Depuis 2021, la Fondation des Gueules Cassées s’est engagée dans le projet PSYGEN, assurant un apport financier important en particulier pour l’acquisition des équipements, réactifs et outils informatiques pour le laboratoire de pharmacogénétique de l’HNIA Bégin et pour la conduite du projet scientifique.
D’une façon générale, on sait que l’efficacité des antidépresseurs est limitée (37 % des patients répondent favorablement à un premier traitement) et que leur prescription repose largement sur une approche empirique par ajustements itératifs qui implique d’attendre plusieurs semaines avant de pouvoir en apprécier l’efficacité. Ce délai expose les patients ainsi traités à de fréquents effets secondaires (asthénie, prise de poids, troubles digestifs ou sexuels) et ainsi à ne plus vouloir poursuivre leur traitement (seulement 30 % des patients poursuivent leur traitement au-delà de 6 mois).
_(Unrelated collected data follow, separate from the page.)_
//! # Arena
//!
//! Owns the shared context, the worker pool and the ticker, and hands out
//! [`Session`]s to event consumers.
//!
//! The ticker only runs while at least one session is open. Closing the
//! last session stops it, waits for in-flight jobs and clears the stop flag,
//! leaving the games where they are for the next session.

use crate::config::Config;
use crate::control::ControlState;
use crate::dispatch::{ArenaContext, Dispatcher};
use crate::engine::Engines;
use crate::error::{QueueError, Result};
use crate::events::ReadMode;
use crate::stats::StatsSnapshot;
use crate::ticker::{Ticker, TickerHandle};
use parking_lot::Mutex;
use std::sync::Arc;
use tracing::{debug, info};

#[derive(Default)]
struct Sessions {
    open: usize,
    ticker: Option<TickerHandle>,
}

pub struct Arena {
    config: Config,
    ctx: Arc<ArenaContext>,
    dispatcher: Arc<Dispatcher>,
    ticker: Arc<Ticker>,
    sessions: Mutex<Sessions>,
}

impl Arena {
    /// Builds an arena with the standard engines.
    pub fn new(config: Config) -> Result<Arc<Self>> {
        let engines = Engines::standard(config.mcts_iterations, config.resolve_seed());
        Self::with_engines(config, engines)
    }

    pub fn with_engines(config: Config, engines: Engines) -> Result<Arc<Self>> {
        config.validate()?;
        let ctx = Arc::new(ArenaContext::new(
            config.games,
            config.queue_capacity,
            config.cache_buckets,
            engines,
        ));
        let dispatcher = Arc::new(Dispatcher::new(ctx.clone(), config.workers)?);
        let ticker = Arc::new(Ticker::new(dispatcher.clone()));
        info!(
            games = config.games,
            workers = config.workers,
            tick_ms = config.tick_ms,
            "arena ready"
        );
        Ok(Arc::new(Self {
            config,
            ctx,
            dispatcher,
            ticker,
            sessions: Mutex::new(Sessions::default()),
        }))
    }

    /// Opens a consumer session. The first open session starts the ticker.
    pub fn open(self: &Arc<Self>) -> Result<Session> {
        let mut sessions = self.sessions.lock();
        if sessions.open == 0 {
            self.ticker.rewind();
            sessions.ticker = Some(self.ticker.spawn(self.config.tick_period())?);
        }
        sessions.open += 1;
        info!(open = sessions.open, "session opened");
        Ok(Session {
            arena: self.clone(),
        })
    }

    fn release(&self) {
        let mut sessions = self.sessions.lock();
        sessions.open = sessions.open.saturating_sub(1);
        info!(open = sessions.open, "session closed");
        if sessions.open > 0 {
            return;
        }
        if let Some(handle) = sessions.ticker.take() {
            handle.stop();
        }
        self.dispatcher.wait_idle();
        self.ctx.control.modify(|flags| flags.stop = false);
        self.ctx.queue.interrupt();
        debug!("last session closed, workers idle");
    }

    pub fn context(&self) -> &Arc<ArenaContext> {
        &self.ctx
    }

    pub fn control(&self) -> &ControlState {
        &self.ctx.control
    }

    pub fn dispatcher(&self) -> &Arc<Dispatcher> {
        &self.dispatcher
    }

    pub fn ticker(&self) -> &Arc<Ticker> {
        &self.ticker
    }

    pub fn stats(&self) -> StatsSnapshot {
        self.ctx.stats_snapshot()
    }

    pub fn open_sessions(&self) -> usize {
        self.sessions.lock().open
    }
}

impl Drop for Arena {
    fn drop(&mut self) {
        self.ctx.cache.teardown();
    }
}

/// A consumer of the event stream. Dropping the last one parks the arena.
pub struct Session {
    arena: Arc<Arena>,
}

impl Session {
    /// Copies queued event bytes into `buf`; see [`ReadMode`].
    pub fn read(
        &self,
        buf: &mut [u8],
        mode: ReadMode,
    ) -> std::result::Result<usize, QueueError> {
        self.arena.ctx.queue.read_into(buf, mode)
    }

    /// Wakes a read parked on this arena's queue.
    pub fn interrupt(&self) {
        self.arena.ctx.queue.interrupt();
    }
}

impl Drop for Session {
    fn drop(&mut self) {
        self.arena.release();
    }
}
Dans ce contexte, en milieu militaire où les médecins sont amenés à prescrire ces médicaments face aux états dépressifs, aux stress post-traumatiques voire à des états anxieux généralisés, le projet Psygen représente une approche qui vise à éclairer la décision médicale dès la première prescription sans se substituer à l’indispensable relation thérapeutique qu’il convient de mettre en œuvre face au blessé psychique : il s’agit d’identifier le plus rapidement possible le traitement le plus adapté à chaque patient pour éviter échec et effets indésirables, en somme de personnaliser la prescription.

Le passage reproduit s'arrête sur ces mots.